Presently she came to the turning that she sought, a pedestrian walk that passed under an arch in a façade of opaque windows. When she emerged at the other end of the tunnel she was in an open square. It was large—far too large for the buildings that enclosed it on the outside, as if she had passed through a dimensional kink into some alternative space. Stones paving stretched away on either hand; distant groups moved to and fro, busy as ants in their unknown affairs. In front of her, broad steps spread out like low waves on an endless beach, and above them rose the tower. She had been expecting it, she knew—she had been seeking it—but nonetheless the sight gave her a sick jolt in her stomach, a horror of what she was about to do, her fearful necessary errand. The tower was taller than the surrounding buildings, taller than the whole city, a cubist edifice of blind glass and black steel climbing to an impossible height, terminating in a single spire that seemed to pierce the pallor of the clouds.

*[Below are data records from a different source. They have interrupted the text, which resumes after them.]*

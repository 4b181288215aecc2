use super::DomainError;
use std::fmt;
use std::path::{Component, Path, PathBuf};

/// A filesystem path guaranteed to stay inside the directory it is joined to.
///
/// Invariant: never absolute, never contains a `..` component, never empty.
/// Enforced at construction; there is no panicking constructor.
#[derive(Debug, Clone, PartialEq, Eq, Hash, PartialOrd, Ord)]
pub struct RelativePath(PathBuf);

impl RelativePath {
    /// Fallible constructor.
    ///
    /// `.` components are dropped, so `./bom/go.mod` and `bom/go.mod` are equal.
    pub fn try_new(path: impl AsRef<Path>) -> Result<Self, DomainError> {
        let path = path.as_ref();
        let display = || path.display().to_string();

        if path.is_absolute() || path.has_root() {
            return Err(DomainError::AbsolutePathNotAllowed { path: display() });
        }

        let mut normalized = PathBuf::new();
        for component in path.components() {
            match component {
                Component::Normal(part) => normalized.push(part),
                Component::CurDir => {}
                Component::ParentDir => {
                    return Err(DomainError::PathTraversal { path: display() });
                }
                Component::RootDir | Component::Prefix(_) => {
                    return Err(DomainError::AbsolutePathNotAllowed { path: display() });
                }
            }
        }

        if normalized.as_os_str().is_empty() {
            return Err(DomainError::PathTraversal { path: display() });
        }

        Ok(Self(normalized))
    }

    /// Join a segment, maintaining the invariant.
    pub fn join(&self, segment: impl AsRef<Path>) -> Result<Self, DomainError> {
        let tail = Self::try_new(segment)?;
        Ok(Self(self.0.join(tail.0)))
    }

    /// First component, e.g. `user` for `user/domain/go.mod`.
    pub fn top_level(&self) -> &str {
        self.0
            .components()
            .next()
            .and_then(|c| c.as_os_str().to_str())
            .unwrap_or("")
    }

    pub fn as_path(&self) -> &Path {
        &self.0
    }

    /// Forward-slash form, used as a stable payload key on every platform.
    pub fn to_slash_string(&self) -> String {
        self.0
            .components()
            .filter_map(|c| c.as_os_str().to_str())
            .collect::<Vec<_>>()
            .join("/")
    }
}

impl AsRef<Path> for RelativePath {
    fn as_ref(&self) -> &Path {
        &self.0
    }
}

impl TryFrom<&str> for RelativePath {
    type Error = DomainError;

    fn try_from(s: &str) -> Result<Self, Self::Error> {
        Self::try_new(s)
    }
}

impl fmt::Display for RelativePath {
    fn fmt(&self, f: &mut fmt::Formatter<'_>) -> fmt::Result {
        f.write_str(&self.to_slash_string())
    }
}

#[cfg(test)]
mod tests {
    use super::*;

    #[test]
    fn accepts_nested_paths() {
        let p = RelativePath::try_new("share/errors/app_error.go").unwrap();
        assert_eq!(p.to_slash_string(), "share/errors/app_error.go");
        assert_eq!(p.top_level(), "share");
    }

    #[test]
    fn drops_current_dir_components() {
        let p = RelativePath::try_new("./bom/./go.mod").unwrap();
        assert_eq!(p, RelativePath::try_new("bom/go.mod").unwrap());
    }

    #[test]
    fn rejects_parent_traversal() {
        for bad in ["../escape", "bom/../../x", ".."] {
            assert!(
                matches!(
                    RelativePath::try_new(bad),
                    Err(DomainError::PathTraversal { .. })
                ),
                "accepted {bad}"
            );
        }
    }

    #[test]
    fn rejects_absolute_paths() {
        assert!(matches!(
            RelativePath::try_new("/etc/passwd"),
            Err(DomainError::AbsolutePathNotAllowed { .. })
        ));
    }

    #[test]
    fn rejects_empty_path() {
        assert!(RelativePath::try_new("").is_err());
        assert!(RelativePath::try_new(".").is_err());
    }

    #[test]
    fn join_keeps_invariant() {
        let base = RelativePath::try_new("user").unwrap();
        assert_eq!(base.join("domain/go.mod").unwrap().to_string(), "user/domain/go.mod");
        assert!(base.join("../../etc").is_err());
    }
}
//! Filesystem adapters.

mod local;
mod memory;

pub use local::LocalFilesystem;
pub use memory::MemoryFilesystem;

Reflected lights gleamed like drowning stars in its crystal walls, but she could see nothing of what lay within. It was of the city and yet not of it, an architectural fungus: the urban maze nourished it as a hapless tree nourishes a parasitic growth that will ultimately devour its host. For this was the tower at the heart of all evil, the Dark Tower of legend and fairy tale, rebuilt in the modern world on foundations as old as pain. Fern looked up, and up, until her neck cricked, then dragged her gaze away and slowly mounted the steps to the main entrance.